Water Wise Plumbing
It’s a no-brainer that in a dry continent like Australia, people are keen on water-wise plumbing. Throw in some extremes of weather along with El Nino and we get even worse drought issues.
Can you save water and money with some retrofit changes to your house and habits? Here’s a couple of ideas to get you thinking:
J Sutton Plumbing tell us that water harvesting means collecting the rainwater off your roof, and possibly other surfaces, and storing it in a tank to be used later. Rainwater is great for gardens and flushing the toilet. You can also use it for filling the swimming pool and washing the car. And the big attraction for collected rainwater? It’s free, so it can reduce your water bill.

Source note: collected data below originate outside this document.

//! Workflow engine error types.

/// Specific error conditions for workflow orchestration.
#[derive(Debug, Clone, PartialEq, Eq, Hash, PartialOrd, Ord, derive_more::Display)]
pub enum WorkflowErrorKind {
    /// No run registered under the requested id
    #[display("Run '{}' not found", _0)]
    RunNotFound(String),
    /// A run's background task ended without publishing a terminal phase
    #[display("Run '{}' aborted before reaching a terminal phase", _0)]
    Aborted(String),
    /// Workflow input failed a basic precondition
    #[display("Invalid workflow input: {}", _0)]
    InvalidInput(String),
}

/// Error type for workflow orchestration.
///
/// # Examples
///
/// ```
/// use hogarth_error::{WorkflowError, WorkflowErrorKind};
///
/// let err = WorkflowError::new(WorkflowErrorKind::RunNotFound("abc".into()));
/// assert!(format!("{}", err).contains("not found"));
/// ```
#[derive(Debug, Clone, derive_more::Display, derive_more::Error)]
#[display("Workflow Error: {} at line {} in {}", kind, line, file)]
pub struct WorkflowError {
    /// The specific error condition
    pub kind: WorkflowErrorKind,
    /// Line number where the error occurred
    pub line: u32,
    /// Source file where the error occurred
    pub file: &'static str,
}

impl WorkflowError {
    /// Create a new WorkflowError with automatic location tracking.
    #[track_caller]
    pub fn new(kind: WorkflowErrorKind) -> Self {
        let location = std::panic::Location::caller();
        Self {
            kind,
            line: location.line(),
            file: location.file(),
        }
    }
}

Most households, if not all, can install a tank and collect the rainwater off the roof. Your driveway is a good option for collecting ground runoff. In apartments, rain can be collected for the whole building and the water can be used to benefit all the residents. Think small gardens, for instance.
Do the Math
Before embarking on tank purchase and installation, it’s a good idea to get some data together. What size tank do you need? What is the area of my roof? What is the average rainfall where I live? Is there room for the tank and to what use will I put the water? Where is the tank best situated for optimal rain harvesting and should the tank be connected to the household mains so the water can be used indoors – flushing toilets for example. Think about this – using rainwater for your toilets, laundry and gardening will save you 70% of your annual water bill!
Also check with your local council about incentives or rebates that may apply if you go down that harvesting path. Councils are well up to date with sustainability issues and can point you in the right direction to specialists who can help with your project.
Greywater is the recycling of your household water to use again in areas like your garden. From where does that greywater come? It’s the water from your bath, shower, washing machine and kitchen that accounts for 70% of your household water use. The water can also be used to flush toilets if the plumbing is installed that way. While some environmentally conscious people already use buckets to disperse their greywater, systems can be installed to do it automatically.
There are two ways:
- A diversion system redirects the water to where you want it to go, so there is no storage or treatment of the greywater.
- A plumbed-in system includes a pump, a water treatment set up and irrigation, usually underground. These plumbed-in systems are becoming popular with newer buildings. They can be set up to provide water for flushing the toilet and the irrigation is for the garden.
- You will need to budget about $10,000 as well as having enough room to store and treat the water.
Don’t forget to get council approval for the plumbed-in system to treat greywater. The installation job has to be done by a licensed, professional plumber.